Cour d'appel, 2ème chambre civile, 30 avril 2026 — n° 22/05862
Synthèse de la décision
Question juridique
Les époux [Y] peuvent-ils obtenir la résolution de la vente pour vices cachés concernant la maison acquise des époux [I] ?
Principe retenu
La garantie des vices cachés permet à l'acheteur d'obtenir la résolution de la vente si des défauts non apparents affectent le bien acquis. Toutefois, cette garantie ne s'applique que si les conditions de preuve sont réunies.
Faits clés
- Vente d'une maison individuelle entre les époux [I] et les époux [Y] pour 205 000 euros.
- Les époux [Y] ont constaté des désordres dans la maison après l'achat.
- Une expertise judiciaire a été ordonnée pour évaluer les vices cachés.
- Le tribunal a annulé le rapport d'expertise et débouté les époux [Y] de leurs demandes.

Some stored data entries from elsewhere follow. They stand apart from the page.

use std::fmt;

use rand::Rng;
use serde::{Deserialize, Serialize};

/// Kind of note a player can strike.
#[derive(Debug, Clone, Copy, PartialEq, Eq, Hash, Serialize, Deserialize)]
#[serde(rename_all = "snake_case")]
pub enum NoteType {
    Tap,
    Hold,
    Flick,
    Drag,
    Special,
}

/// Static presentation and scoring data attached to a [`NoteType`].
#[derive(Debug, Clone, Copy, PartialEq, Serialize)]
pub struct NoteSpec {
    pub color: [u8; 3],
    pub radius: f32,
    pub base_score: u32,
}

impl NoteType {
    pub const ALL: [NoteType; 5] = [
        NoteType::Tap,
        NoteType::Hold,
        NoteType::Flick,
        NoteType::Drag,
        NoteType::Special,
    ];

    pub fn spec(self) -> NoteSpec {
        match self {
            NoteType::Tap => NoteSpec {
                color: [0, 200, 255],
                radius: 25.0,
                base_score: 100,
            },
            NoteType::Hold => NoteSpec {
                color: [255, 150, 0],
                radius: 30.0,
                base_score: 150,
            },
            NoteType::Flick => NoteSpec {
                color: [200, 0, 255],
                radius: 28.0,
                base_score: 200,
            },
            NoteType::Drag => NoteSpec {
                color: [0, 255, 100],
                radius: 26.0,
                base_score: 180,
            },
            NoteType::Special => NoteSpec {
                color: [255, 215, 0],
                radius: 35.0,
                base_score: 300,
            },
        }
    }

    pub fn base_score(self) -> u32 {
        self.spec().base_score
    }

    /// Hold and drag notes carry a sustain duration.
    pub fn has_duration(self) -> bool {
        matches!(self, NoteType::Hold | NoteType::Drag)
    }

    /// Draws a type uniformly from the catalog.
    pub fn random(rng: &mut impl Rng) -> Self {
        Self::ALL[rng.random_range(0..Self::ALL.len())]
    }

    pub fn as_str(self) -> &'static str {
        match self {
            NoteType::Tap => "tap",
            NoteType::Hold => "hold",
            NoteType::Flick => "flick",
            NoteType::Drag => "drag",
            NoteType::Special => "special",
        }
    }
}

impl fmt::Display for NoteType {
    fn fmt(&self, f: &mut fmt::Formatter<'_>) -> fmt::Result {
        f.write_str(self.as_str())
    }
}
use serde::Serialize;

use crate::{
    judge::note_position, CalibrationStatus, GameStats, JudgmentLinePose, NoteId, NoteScheduler,
    NoteState, NoteType, Point, SessionState,
};

/// Everything a renderer needs to draw one note.
#[derive(Debug, Clone, PartialEq, Serialize)]
pub struct NoteView {
    pub id: NoteId,
    pub note_type: NoteType,
    pub lane: u8,
    pub scheduled_ms: f64,
    pub state: NoteState,
    pub position: Point,
    pub color: [u8; 3],
    pub radius: f32,
    pub hold_ms: f64,
}

/// Read-only picture of a session at one instant.
#[derive(Debug, Clone, PartialEq, Serialize)]
pub struct FrameSnapshot {
    pub elapsed_ms: f64,
    pub state: SessionState,
    pub pose: JudgmentLinePose,
    pub notes: Vec<NoteView>,
    pub stats: GameStats,
    pub calibration: CalibrationStatus,
}

impl FrameSnapshot {
    pub(crate) fn capture(
        elapsed_ms: f64,
        state: SessionState,
        pose: JudgmentLinePose,
        scheduler: &NoteScheduler,
        stats: &GameStats,
        calibration: CalibrationStatus,
    ) -> Self {
        let notes = scheduler
            .active_notes()
            .map(|note| {
                let spec = note.note_type().spec();
                NoteView {
                    id: note.id(),
                    note_type: note.note_type(),
                    lane: note.lane(),
                    scheduled_ms: note.scheduled_ms(),
                    state: note.state(),
                    position: note_position(note, &pose, elapsed_ms),
                    color: spec.color,
                    radius: spec.radius,
                    hold_ms: note.hold_ms(),
                }
            })
            .collect();

        Self {
            elapsed_ms,
            state,
            pose,
            notes,
            stats: stats.clone(),
            calibration,
        }
    }

    pub fn note(&self, id: NoteId) -> Option<&NoteView> {
        self.notes.iter().find(|view| view.id == id)
    }
}
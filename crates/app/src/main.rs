use std::{
    collections::HashMap,
    path::{Path, PathBuf},
};

use clap::{Parser, Subcommand};
use rand::{rngs::StdRng, Rng, SeedableRng};
use rhythm_judge_core::{
    calibration::BEAT_COUNT, CalibrationEstimator, CompletionReport, Difficulty, EngineConfig,
    GameSession, InputEvent, NoteId, PlaybackClock, Progress, SongLibrary,
};
use tracing_subscriber::EnvFilter;

const TICK_MS: f64 = 1000.0 / 60.0;
const DEFAULT_SKILL: f64 = 0.9;

fn main() -> rhythm_judge_core::Result<()> {
    init_tracing();

    let cli = Cli::parse();

    match cli.command {
        Commands::Songs => run_songs(),
        Commands::Play {
            song,
            difficulty,
            seed,
            skill,
            progress,
            config,
        } => run_play(PlayOptions {
            song,
            difficulty,
            seed,
            skill,
            progress,
            config,
        }),
        Commands::Calibrate { latency, seed } => run_calibrate(latency, seed),
    }
}

fn run_songs() -> rhythm_judge_core::Result<()> {
    let library = SongLibrary::builtin();
    for song in library.songs() {
        println!(
            "{:<7} {:<22} {:<20} {:>4}s {:>4} bpm  x{:.1}/{:.1}/{:.1}",
            song.id,
            song.title,
            song.artist,
            song.duration_ms / 1000.0,
            song.bpm,
            song.multipliers.easy,
            song.multipliers.medium,
            song.multipliers.hard,
        );
    }
    Ok(())
}

struct PlayOptions {
    song: Option<String>,
    difficulty: Option<String>,
    seed: Option<u64>,
    skill: f64,
    progress: PathBuf,
    config: Option<PathBuf>,
}

fn run_play(options: PlayOptions) -> rhythm_judge_core::Result<()> {
    let mut config = match &options.config {
        Some(path) => EngineConfig::from_json_str(&std::fs::read_to_string(path)?)?,
        None => EngineConfig::default(),
    };
    let seed = options
        .seed
        .or(config.seed)
        .unwrap_or_else(rand::random);
    config.seed = Some(seed);

    let mut progress = load_progress(&options.progress);
    if let Some(difficulty) = &options.difficulty {
        progress.difficulty = difficulty.parse::<Difficulty>()?;
    }

    tracing::info!(
        seed,
        skill = options.skill,
        difficulty = %progress.difficulty,
        "starting autoplay"
    );

    let library = SongLibrary::builtin();
    let mut session = GameSession::new(config, progress);
    let mut clock = PlaybackClock::default();
    session.start_song(&library, options.song.as_deref(), clock.time_ms)?;

    let mut player = AutoPlayer::new(options.skill, seed);
    let report = loop {
        clock.advance(TICK_MS);
        if let Some(report) = session.tick(clock.time_ms) {
            break report;
        }
        for event in player.touches(&session, clock.time_ms) {
            session.handle_input(event);
        }
    };

    progress.completed_songs = report.completed_songs;
    progress.unlocked_achievements = progress
        .unlocked_achievements
        .max(report.triggered.len() as u32);
    save_progress(&options.progress, &progress);

    print_report(&report)
}

fn run_calibrate(latency_ms: f64, seed: Option<u64>) -> rhythm_judge_core::Result<()> {
    let mut rng = StdRng::seed_from_u64(seed.unwrap_or_else(rand::random));
    let mut calibration = CalibrationEstimator::new();
    let mut clock = PlaybackClock::default();
    calibration.start(clock.time_ms);

    let beats = *calibration.beats();
    let taps: [f64; BEAT_COUNT] =
        std::array::from_fn(|index| beats[index] + latency_ms + rng.random_range(-5.0..=5.0));
    let mut tapped = [false; BEAT_COUNT];
    while calibration.is_running() {
        clock.advance(TICK_MS);
        for index in 0..BEAT_COUNT {
            if !tapped[index] && clock.time_ms >= taps[index] {
                tapped[index] = true;
                calibration.on_sample(taps[index], beats[index]);
            }
        }
        calibration.advance(clock.time_ms);
    }

    let status = calibration.status();
    tracing::info!(offset_ms = status.offset_ms, samples = status.samples, "calibration finished");
    println!("{}", serde_json::to_string_pretty(&status)?);
    Ok(())
}

/// Simulated player that taps each note once, at a jittered time, with
/// probability `skill`.
struct AutoPlayer {
    skill: f64,
    rng: StdRng,
    plans: HashMap<NoteId, Option<f64>>,
}

impl AutoPlayer {
    fn new(skill: f64, seed: u64) -> Self {
        Self {
            skill: sanitize_skill(skill),
            rng: StdRng::seed_from_u64(seed ^ 0x5eed),
            plans: HashMap::new(),
        }
    }

    fn touches(&mut self, session: &GameSession, now_ms: f64) -> Vec<InputEvent> {
        let snapshot = session.snapshot();
        let spread = (1.0 - self.skill) * 150.0 + 10.0;
        let mut events = Vec::new();

        for view in &snapshot.notes {
            let plan = *self.plans.entry(view.id).or_insert_with(|| {
                self.rng
                    .random_bool(self.skill)
                    .then(|| view.scheduled_ms + self.rng.random_range(-spread..=spread))
            });
            let Some(tap_at) = plan else {
                continue;
            };
            if snapshot.elapsed_ms >= tap_at {
                self.plans.insert(view.id, None);
                events.push(InputEvent {
                    point: view.position,
                    timestamp_ms: now_ms,
                });
            }
        }
        events
    }
}

fn sanitize_skill(skill: f64) -> f64 {
    if skill.is_finite() {
        skill.clamp(0.0, 1.0)
    } else {
        tracing::warn!(skill, fallback = DEFAULT_SKILL, "skill is not a finite number");
        DEFAULT_SKILL
    }
}

fn load_progress(path: &Path) -> Progress {
    if !path.exists() {
        tracing::debug!(?path, "no progress file, starting fresh");
        return Progress::default();
    }
    match std::fs::read_to_string(path)
        .map_err(rhythm_judge_core::JudgeError::from)
        .and_then(|json| Progress::from_json_str(&json))
    {
        Ok(progress) => progress,
        Err(err) => {
            tracing::warn!(?path, %err, "could not load progress, using defaults");
            Progress::default()
        }
    }
}

fn save_progress(path: &Path, progress: &Progress) {
    let result = progress
        .to_json_string()
        .and_then(|json| std::fs::write(path, json).map_err(Into::into));
    if let Err(err) = result {
        tracing::warn!(?path, %err, "could not save progress");
    }
}

fn print_report(report: &CompletionReport) -> rhythm_judge_core::Result<()> {
    println!("{}", serde_json::to_string_pretty(report)?);
    Ok(())
}

fn init_tracing() {
    let _ = tracing_subscriber::fmt()
        .with_env_filter(
            EnvFilter::try_from_default_env().unwrap_or_else(|_| EnvFilter::new("info")),
        )
        .with_writer(std::io::stderr)
        .try_init();
}

#[derive(Parser, Debug)]
#[command(author, version, about = "Rhythm judgment engine driver", long_about = None)]
struct Cli {
    #[command(subcommand)]
    command: Commands,
}

#[derive(Subcommand, Debug)]
enum Commands {
    /// List the built-in songs.
    Songs,
    /// Autoplay a song with a simulated player and print the results.
    Play {
        /// Song id such as `song3`. A random song is picked when omitted.
        #[arg(short, long)]
        song: Option<String>,
        /// easy, medium or hard. Defaults to the difficulty stored in progress.
        #[arg(short, long)]
        difficulty: Option<String>,
        /// Seed for note generation and the simulated player.
        #[arg(long)]
        seed: Option<u64>,
        /// Probability that the simulated player taps a given note.
        #[arg(long, default_value_t = DEFAULT_SKILL)]
        skill: f64,
        /// Progress file read before and written after the song.
        #[arg(long, default_value = "progress.json")]
        progress: PathBuf,
        /// Engine configuration (JSON).
        #[arg(short, long)]
        config: Option<PathBuf>,
    },
    /// Run a calibration pass with a player who taps every beat late.
    Calibrate {
        /// Simulated input latency in milliseconds.
        #[arg(short, long, default_value_t = 40.0)]
        latency: f64,
        #[arg(long)]
        seed: Option<u64>,
    },
}

#[cfg(test)]
mod tests {
    use super::*;

    #[test]
    fn skill_is_clamped_and_non_finite_falls_back() {
        assert_eq!(sanitize_skill(1.7), 1.0);
        assert_eq!(sanitize_skill(-0.2), 0.0);
        assert_eq!(sanitize_skill(f64::NAN), DEFAULT_SKILL);
        assert_eq!(sanitize_skill(f64::INFINITY), DEFAULT_SKILL);
    }

    #[test]
    fn autoplayer_with_nan_skill_still_plays() {
        let library = SongLibrary::builtin();
        let config = EngineConfig {
            seed: Some(5),
            ..EngineConfig::default()
        };
        let mut session = GameSession::new(config, Progress::default());
        session.start_song(&library, Some("song1"), 0.0).unwrap();

        let mut player = AutoPlayer::new(f64::NAN, 5);
        let mut clock = PlaybackClock::default();
        let report = loop {
            clock.advance(TICK_MS);
            if let Some(report) = session.tick(clock.time_ms) {
                break report;
            }
            for event in player.touches(&session, clock.time_ms) {
                session.handle_input(event);
            }
        };
        assert!(report.stats.hits > 0);
    }
}
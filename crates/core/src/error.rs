/// Result alias that carries the custom [`JudgeError`] type.
pub type Result<T> = std::result::Result<T, JudgeError>;

/// Common error type for the core crate.
#[derive(Debug, thiserror::Error)]
pub enum JudgeError {
    /// A song attempt needs at least 2 s of lead-in and 2 s of tail.
    #[error("song duration {duration_ms} ms is too short (minimum 4000 ms)")]
    InvalidDuration { duration_ms: f64 },
    #[error("difficulty multiplier {0} must be finite and non-negative")]
    InvalidMultiplier(f64),
    #[error("unknown song `{0}`")]
    SongNotFound(String),
    #[error("unknown difficulty `{0}` (expected easy, medium or hard)")]
    InvalidDifficulty(String),
    #[error("lane {0} is out of range (0..=7)")]
    InvalidLane(u8),
    #[error("note time {scheduled_ms} ms with hold {hold_ms} ms is not a valid timing")]
    InvalidNoteTiming { scheduled_ms: f64, hold_ms: f64 },
    /// Free-form message for failures that do not warrant their own variant.
    #[error("{0}")]
    Message(String),
    #[error("{0}")]
    Json(#[from] serde_json::Error),
    /// Wrapper around standard IO errors.
    #[error("{0}")]
    Io(#[from] std::io::Error),
}

impl JudgeError {
    /// Creates a new error that simply wraps the provided message.
    pub fn msg<T: Into<String>>(msg: T) -> Self {
        Self::Message(msg.into())
    }
}

impl From<&str> for JudgeError {
    fn from(value: &str) -> Self {
        Self::msg(value)
    }
}

impl From<String> for JudgeError {
    fn from(value: String) -> Self {
        Self::Message(value)
    }
}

- Les époux [Y] ont été condamnés à payer des frais aux époux [I].
Dispositif
PAR CES MOTIFS
La cour,
Confirme le jugement du 24 novembre 2022 du tribunal judiciaire de Libourne en ses dispositions soumises à la cour, sauf en ce qu'il a annulé le rapport d'expertise de M. [K] du 20 décembre 2021 et débouté les époux [Y] de l'ensemble de leurs demandes ;
Statuant à nouveau sur les chefs infirmés;
Annule partiellement le rapport d'expertise établi le 20 décembre 2021 par M. [X] [K], dans ses conclusions figurant en pages 36 et 37, limitées aux mentions suivantes :
'- La pose d'un système de récupération des eaux pluviales (...) est une modification de la toiture',
- 'Dès lors, Monsieur et Madame [I] ont réalisé eux-mêmes la pose des bandes (...) Monsieur et Madame [I] n'ont jamais reçu les explications demandées, sur les peintures appliquées au pinceau sur les murs et plafonds' ;
Rejette la demande de nullité pour le surplus ;
Rejette la demande de résolution de la vente intervenue le 17 octobre 2019 entre M. [N] [I] et son épouse Mme [R] [H], d'une part, et M. [V] [Y] et son épouse Mme [A] [L], d'autre part, portant sur une maison individuelle à usage d'habitation, avec garage, jardin et piscine, située [Adresse 3] à [Localité 4] ;
Rejette la demande de nullité de la vente intervenue le 17 octobre 2019 entre M. [N] [I] et son épouse Mme [R] [H], d'une part, et M. [V] [Y] et son épouse Mme [A] [L], d'autre part, portant sur une maison individuelle à usage d'habitation, avec garage, jardin et piscine, située [Adresse 3] à [Localité 4] ;
Déboute M. [V] [Y] et Mme [A] [L] épouse [Y] de leur demande de restitution de prix ;
Condamne M. [N] [I] et Mme [R] [H] épouse [I] à payer à M. [V] [Y] et Mme [A] [L] épouse [Y] la somme de 63,80 euros à titre de dommages et intérêts ;
Déboute M. [V] [Y] et Mme [A] [L] épouse [Y] pour le surplus de leurs demandes indemnitaires ;
Y ajoutant,
Condamne M. [V] [Y] et Mme [A] [L] épouse [Y] aux dépens d'appel ;
Condamne M. [V] [Y] et Mme [A] [L] épouse [Y] à payer à M. [N] [I] et Mme [R] [H] épouse [I] la somme totale de 3 000 euros au titre de l'article 700 du code de procédure civile ;
Rejette la demande de M. [V] [Y] et Mme [A] [L] épouse [Y] au titre de l'article 700 du code de procédure civile.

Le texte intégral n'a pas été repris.